Abdullah Alnagoma, the 21-year-old owner of Golden 1 Auto Sales, says he’s not trying to harm anyone, that he named the business he opened in March after another car dealer he worked for on Fulton Avenue called Golden Auto Sales.

“It’s really surprising to me” Alnagoma said Thursday. “Like, it’s Golden 1 Auto Sales, it’s not like a Golden 1 Credit Union.

“It’s not like I’m going against their industry. I’m actually going to see a lawyer (Friday). I tried to contact Golden 1 by phone but nobody answers.”

Few could mistake Alnagoma’s operation with one of Golden 1’s more than 70 branches.

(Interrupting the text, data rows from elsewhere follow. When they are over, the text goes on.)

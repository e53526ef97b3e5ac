//! Modelo de Renta
//!
//! Este módulo contiene el struct Renta que liga un cliente con un carro.
//! Mapea exactamente a la tabla rentas con primary key 'id'.

use serde::{Deserialize, Serialize};
use sqlx::FromRow;

/// Renta principal - mapea exactamente a la tabla rentas
///
/// `precio` y `total` se guardan tal cual llegaron del cliente: el
/// servidor no recalcula importes. `forma_pago` puede faltar porque
/// una de las pantallas del cliente móvil no la envía.
#[derive(Debug, Clone, Serialize, Deserialize, FromRow)]
#[serde(rename_all = "camelCase")]
pub struct Renta {
    #[serde(rename = "_id")]
    pub id: String,
    pub cliente_id: String,
    pub carro_id: String,
    #[serde(skip_serializing_if = "Option::is_none")]
    pub precio: Option<String>,
    #[serde(skip_serializing_if = "Option::is_none")]
    pub fecha_inicio: Option<String>,
    #[serde(skip_serializing_if = "Option::is_none")]
    pub fecha_fin: Option<String>,
    #[serde(skip_serializing_if = "Option::is_none")]
    pub total: Option<String>,
    #[serde(skip_serializing_if = "Option::is_none")]
    pub forma_pago: Option<String>,
}

#[cfg(test)]
mod tests {
    use super::*;

    #[test]
    fn renta_usa_camel_case_y_omite_opcionales() {
        let renta = Renta {
            id: "r1".to_string(),
            cliente_id: "c1".to_string(),
            carro_id: "a1".to_string(),
            precio: Some("850".to_string()),
            fecha_inicio: Some("2024-05-01".to_string()),
            fecha_fin: Some("2024-05-03".to_string()),
            total: Some("1700".to_string()),
            forma_pago: None,
        };

        let json = serde_json::to_value(&renta).unwrap();
        assert_eq!(json["_id"], "r1");
        assert_eq!(json["clienteId"], "c1");
        assert_eq!(json["carroId"], "a1");
        assert_eq!(json["fechaInicio"], "2024-05-01");
        assert!(json.get("formaPago").is_none());
    }
}
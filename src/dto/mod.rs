//! DTOs del API
//!
//! Requests y responses del contrato JSON que consume el cliente móvil.

pub mod carro_dto;
pub mod cliente_dto;
pub mod renta_dto;

pub use carro_dto::*;
pub use cliente_dto::*;
pub use renta_dto::*;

It is housed in a strip of small, used car lots on Woolley Way in Swanston Estates near a lawn mower repair shop. The office is a cramped cubicle with one desk and looks out into a garage with a few cars.

But Golden 1 says it has had exclusive rights to the trademark since 1976, notes that as part of its business it offers automobile financing and says Alnagoma’s sign is “confusingly similar” to Golden 1’s.

“Golden 1 is informed and believes and based thereon alleges that defendant is using the fictitious business name and trademark ‘Golden 1 Auto Sales’ (the “infringing mark”) in connection with its sale of automobiles, automobile financing, and the operation of an automobile dealership in Sacramento, California,’ the lawsuit says. “Because consumers associate the Golden 1 marks with Golden 1 and its services, consumers are likely to be confused by defendant’s use of the infringing mark.”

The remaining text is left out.